• WHAT TO DO: For the listing below, output exactly the lines from the line with "links over TCP." up to and including the line with "pub mod codec", and no other lines.
_ _ _ _ _ _ _
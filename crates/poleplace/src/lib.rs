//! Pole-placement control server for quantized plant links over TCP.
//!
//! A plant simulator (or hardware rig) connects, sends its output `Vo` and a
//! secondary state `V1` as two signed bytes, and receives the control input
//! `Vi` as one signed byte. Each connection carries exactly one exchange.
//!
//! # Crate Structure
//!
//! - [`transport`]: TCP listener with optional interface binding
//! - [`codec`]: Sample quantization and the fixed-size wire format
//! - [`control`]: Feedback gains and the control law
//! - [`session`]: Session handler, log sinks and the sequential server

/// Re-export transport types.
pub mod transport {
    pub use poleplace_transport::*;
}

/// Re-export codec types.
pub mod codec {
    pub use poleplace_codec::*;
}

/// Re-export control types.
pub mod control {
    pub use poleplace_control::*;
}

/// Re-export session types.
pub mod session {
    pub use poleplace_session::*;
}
_ _ _ _ _ _ _
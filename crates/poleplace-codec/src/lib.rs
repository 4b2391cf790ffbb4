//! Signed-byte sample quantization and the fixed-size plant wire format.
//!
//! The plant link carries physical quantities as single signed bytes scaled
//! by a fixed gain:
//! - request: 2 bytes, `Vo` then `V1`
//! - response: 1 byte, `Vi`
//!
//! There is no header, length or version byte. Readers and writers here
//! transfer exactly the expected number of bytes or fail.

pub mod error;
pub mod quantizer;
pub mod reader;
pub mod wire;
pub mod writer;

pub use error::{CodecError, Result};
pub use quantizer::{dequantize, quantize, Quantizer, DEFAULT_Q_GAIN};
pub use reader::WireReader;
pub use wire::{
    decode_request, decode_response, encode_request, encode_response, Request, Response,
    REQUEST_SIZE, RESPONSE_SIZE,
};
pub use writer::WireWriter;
_ _ _ _ _ _ _
• EXPECTED ANSWER:
//! Pole-placement control server for quantized plant links over TCP.
//!
//! A plant simulator (or hardware rig) connects, sends its output `Vo` and a
//! secondary state `V1` as two signed bytes, and receives the control input
//! `Vi` as one signed byte. Each connection carries exactly one exchange.
//!
//! # Crate Structure
//!
//! - [`transport`]: TCP listener with optional interface binding
//! - [`codec`]: Sample quantization and the fixed-size wire format
//! - [`control`]: Feedback gains and the control law
//! - [`session`]: Session handler, log sinks and the sequential server

/// Re-export transport types.
pub mod transport {
    pub use poleplace_transport::*;
}

/// Re-export codec types.
pub mod codec {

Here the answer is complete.